(Stored items from a collection)
::::

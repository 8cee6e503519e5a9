use tracing::{error, info, instrument, trace};

use crate::config::TableConfig;
use crate::domain::{Message, Status, TableError};
use crate::source::DataSource;
use crate::table::Table;
use crate::view::ViewModel;

/// Receives the view on every state change and forwards user intents back as
/// `Message`s. The controller never draws anything itself.
pub trait Renderer {
    fn render(&mut self, view: &ViewModel);

    /// Load failures and non fatal setup problems such as a missing tab key.
    fn render_error(&mut self, error: &TableError);
}

pub type OnLoad = Box<dyn FnOnce(Result<usize, &TableError>) + Send>;

/// Drives a table from `Loading` to `Ready` and applies messages afterwards.
pub struct TableController {
    config: TableConfig,
    status: Status,
    load_attempted: bool,
    table: Option<Table>,
    on_load: Option<OnLoad>,
}

impl TableController {
    pub fn new(config: TableConfig) -> Self {
        Self {
            config,
            status: Status::Loading,
            load_attempted: false,
            table: None,
            on_load: None,
        }
    }

    /// Called once when data arrived, before the first render. Gets the
    /// number of records or the error that kept the table from loading.
    pub fn on_load(
        mut self,
        callback: impl FnOnce(Result<usize, &TableError>) + Send + 'static,
    ) -> Self {
        self.on_load = Some(Box::new(callback));
        self
    }

    pub fn status(&self) -> Status {
        self.status
    }

    pub fn config(&self) -> &TableConfig {
        &self.config
    }

    pub fn table(&self) -> Option<&Table> {
        self.table.as_ref()
    }

    pub fn view(&self) -> Option<ViewModel> {
        self.table.as_ref().map(Table::view_model)
    }

    /// Awaits the source once. On failure the controller stays in `Loading`
    /// for good.
    #[instrument(skip_all)]
    pub async fn load<S, R>(&mut self, source: &S, renderer: &mut R) -> Result<(), TableError>
    where
        S: DataSource + ?Sized,
        R: Renderer + ?Sized,
    {
        if self.load_attempted {
            return Err(TableError::AlreadyLoaded);
        }
        self.load_attempted = true;

        let built = match source.load().await {
            Ok(records) => Table::build(records, &self.config),
            Err(e) => Err(e),
        };

        match built {
            Ok((table, notice)) => {
                info!("Table ready with {} records", table.records().len());
                if let Some(callback) = self.on_load.take() {
                    callback(Ok(table.records().len()));
                }
                if let Some(notice) = &notice {
                    renderer.render_error(notice);
                }
                renderer.render(&table.view_model());
                self.table = Some(table);
                self.status = Status::Ready;
                Ok(())
            }
            Err(e) => {
                error!("Loading table failed: {e}");
                if let Some(callback) = self.on_load.take() {
                    callback(Err(&e));
                }
                renderer.render_error(&e);
                Err(e)
            }
        }
    }

    /// Applies one message and hands the new view to the renderer.
    #[instrument(skip(self, renderer))]
    pub fn handle<R>(&mut self, message: Message, renderer: &mut R) -> Result<(), TableError>
    where
        R: Renderer + ?Sized,
    {
        let table = self.table.as_mut().ok_or(TableError::NotReady)?;
        table.apply(&message)?;
        let view = table.view_model();
        trace!("Rendering {} rows", view.rows.len());
        renderer.render(&view);
        Ok(())
    }
}

#[cfg(test)]
mod tests {
    use super::*;
    use crate::domain::{Partition, SortDirection};
    use crate::source::{FailingSource, MemorySource};
    use futures::executor::block_on;
    use serde_json::json;
    use std::sync::{Arc, Mutex};

    #[derive(Default)]
    struct Recorder {
        views: Vec<ViewModel>,
        errors: Vec<String>,
    }

    impl Renderer for Recorder {
        fn render(&mut self, view: &ViewModel) {
            self.views.push(view.clone());
        }

        fn render_error(&mut self, error: &TableError) {
            self.errors.push(error.to_string());
        }
    }

    fn source() -> MemorySource {
        MemorySource::from_json(json!([
            {"type": "A", "name": "x"},
            {"type": "B", "name": "y"},
            {"type": "A", "name": "z"},
        ]))
        .unwrap()
    }

    fn names(view: &ViewModel) -> Vec<String> {
        view.rows
            .iter()
            .map(|r| r.record["name"].as_str().unwrap_or_default().to_string())
            .collect()
    }

    fn ready() -> (TableController, Recorder) {
        let mut controller =
            TableController::new(TableConfig::default().with_partition_key("type".to_string()));
        let mut recorder = Recorder::default();
        block_on(controller.load(&source(), &mut recorder)).unwrap();
        (controller, recorder)
    }

    #[test]
    fn load_renders_initial_view() {
        let (controller, recorder) = ready();
        assert_eq!(controller.status(), Status::Ready);
        assert_eq!(recorder.views.len(), 1);
        let view = &recorder.views[0];
        assert_eq!(view.columns, ["name"]);
        assert_eq!(
            view.partitions,
            Some(vec![
                Partition::All,
                Partition::Value(json!("A")),
                Partition::Value(json!("B"))
            ])
        );
        assert_eq!(view.search_column.as_deref(), Some("name"));
        assert_eq!(names(view), ["x", "y", "z"]);
    }

    #[test]
    fn tab_then_sort_scenario() {
        let (mut controller, mut recorder) = ready();
        controller
            .handle(
                Message::TabSelected(Partition::Value(json!("A"))),
                &mut recorder,
            )
            .unwrap();
        assert_eq!(names(recorder.views.last().unwrap()), ["x", "z"]);
        assert!(recorder.views.last().unwrap().rows[0]
            .record
            .get("type")
            .is_none());

        controller
            .handle(Message::SortRequested("name".to_string()), &mut recorder)
            .unwrap();
        let view = recorder.views.last().unwrap();
        assert_eq!(names(view), ["z", "x"]);
        assert_eq!(view.sort_direction, SortDirection::Descending);
        assert_eq!(view.active_partition, Partition::Value(json!("A")));
    }

    #[test]
    fn empty_data_keeps_loading() {
        let mut controller = TableController::new(TableConfig::default());
        let mut recorder = Recorder::default();
        let result = block_on(controller.load(&MemorySource::default(), &mut recorder));
        assert!(matches!(result, Err(TableError::EmptyData)));
        assert_eq!(controller.status(), Status::Loading);
        assert!(controller.view().is_none());
        assert_eq!(recorder.errors.len(), 1);
        assert!(recorder.views.is_empty());
    }

    #[test]
    fn failed_source_blocks_for_good() {
        let mut controller = TableController::new(TableConfig::default());
        let mut recorder = Recorder::default();
        let result = block_on(controller.load(&FailingSource::new("offline"), &mut recorder));
        assert!(matches!(result, Err(TableError::DataLoad(_))));
        assert_eq!(controller.status(), Status::Loading);

        let retry = block_on(controller.load(&source(), &mut recorder));
        assert!(matches!(retry, Err(TableError::AlreadyLoaded)));
        assert_eq!(controller.status(), Status::Loading);
    }

    #[test]
    fn messages_are_rejected_while_loading() {
        let mut controller = TableController::new(TableConfig::default());
        let mut recorder = Recorder::default();
        let result = controller.handle(Message::SearchTermChanged("x".into()), &mut recorder);
        assert!(matches!(result, Err(TableError::NotReady)));
        assert!(recorder.views.is_empty());
    }

    #[test]
    fn on_load_runs_once_before_first_render() {
        struct Logged(Arc<Mutex<Vec<String>>>);

        impl Renderer for Logged {
            fn render(&mut self, view: &ViewModel) {
                self.0.lock().unwrap().push(format!("render {}", view.rows.len()));
            }

            fn render_error(&mut self, error: &TableError) {
                self.0.lock().unwrap().push(format!("error {error}"));
            }
        }

        let log = Arc::new(Mutex::new(Vec::new()));
        let seen = Arc::clone(&log);
        let mut controller = TableController::new(TableConfig::default())
            .on_load(move |result| seen.lock().unwrap().push(format!("loaded {result:?}")));
        let mut renderer = Logged(Arc::clone(&log));
        block_on(controller.load(&source(), &mut renderer)).unwrap();
        controller
            .handle(Message::SearchTermChanged("a".to_string()), &mut renderer)
            .unwrap();
        assert_eq!(
            *log.lock().unwrap(),
            ["loaded Ok(3)", "render 3", "render 2"]
        );
    }

    #[test]
    fn on_load_sees_errors() {
        let calls = Arc::new(Mutex::new(Vec::new()));
        let seen = Arc::clone(&calls);
        let mut controller = TableController::new(TableConfig::default())
            .on_load(move |result| seen.lock().unwrap().push(result.is_err()));
        let mut recorder = Recorder::default();
        let _ = block_on(controller.load(&MemorySource::default(), &mut recorder));
        assert_eq!(*calls.lock().unwrap(), vec![true]);
    }

    #[test]
    fn missing_partition_key_is_surfaced_but_not_fatal() {
        let mut controller =
            TableController::new(TableConfig::default().with_partition_key("kind".to_string()));
        let mut recorder = Recorder::default();
        block_on(controller.load(&source(), &mut recorder)).unwrap();
        assert_eq!(controller.status(), Status::Ready);
        assert_eq!(recorder.errors.len(), 1);
        assert!(recorder.errors[0].contains("kind"));
        assert_eq!(recorder.views[0].partitions, None);
    }

    #[test]
    fn rejected_message_does_not_render() {
        let (mut controller, mut recorder) = ready();
        let result = controller.handle(
            Message::TabSelected(Partition::Value(json!("C"))),
            &mut recorder,
        );
        assert!(matches!(result, Err(TableError::UnknownPartition(_))));
        assert_eq!(recorder.views.len(), 1);
    }

    #[test]
    fn partition_and_search_commute() {
        let (mut first, mut first_rec) = ready();
        first
            .handle(Message::TabSelected(Partition::Value(json!("A"))), &mut first_rec)
            .unwrap();
        first
            .handle(Message::SearchTermChanged("Z".into()), &mut first_rec)
            .unwrap();

        let (mut second, mut second_rec) = ready();
        second
            .handle(Message::SearchTermChanged("Z".into()), &mut second_rec)
            .unwrap();
        second
            .handle(Message::TabSelected(Partition::Value(json!("A"))), &mut second_rec)
            .unwrap();

        let a = first_rec.views.last().unwrap();
        let b = second_rec.views.last().unwrap();
        assert_eq!(names(a), ["z"]);
        assert_eq!(a.rows, b.rows);
    }
}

::::

Starting with the first line of the data above, copy each line exactly until you reach the line with "render. Gets the"; include that line as well.

Solved exercise:
repository 8cee6e503519e5a9
use tracing::{error, info, instrument, trace};

use crate::config::TableConfig;
use crate::domain::{Message, Status, TableError};
use crate::source::DataSource;
use crate::table::Table;
use crate::view::ViewModel;

/// Receives the view on every state change and forwards user intents back as
/// `Message`s. The controller never draws anything itself.
pub trait Renderer {
    fn render(&mut self, view: &ViewModel);

    /// Load failures and non fatal setup problems such as a missing tab key.
    fn render_error(&mut self, error: &TableError);
}

pub type OnLoad = Box<dyn FnOnce(Result<usize, &TableError>) + Send>;

/// Drives a table from `Loading` to `Ready` and applies messages afterwards.
pub struct TableController {
    config: TableConfig,
    status: Status,
    load_attempted: bool,
    table: Option<Table>,
    on_load: Option<OnLoad>,
}

impl TableController {
    pub fn new(config: TableConfig) -> Self {
        Self {
            config,
            status: Status::Loading,
            load_attempted: false,
            table: None,
            on_load: None,
        }
    }

    /// Called once when data arrived, before the first render. Gets the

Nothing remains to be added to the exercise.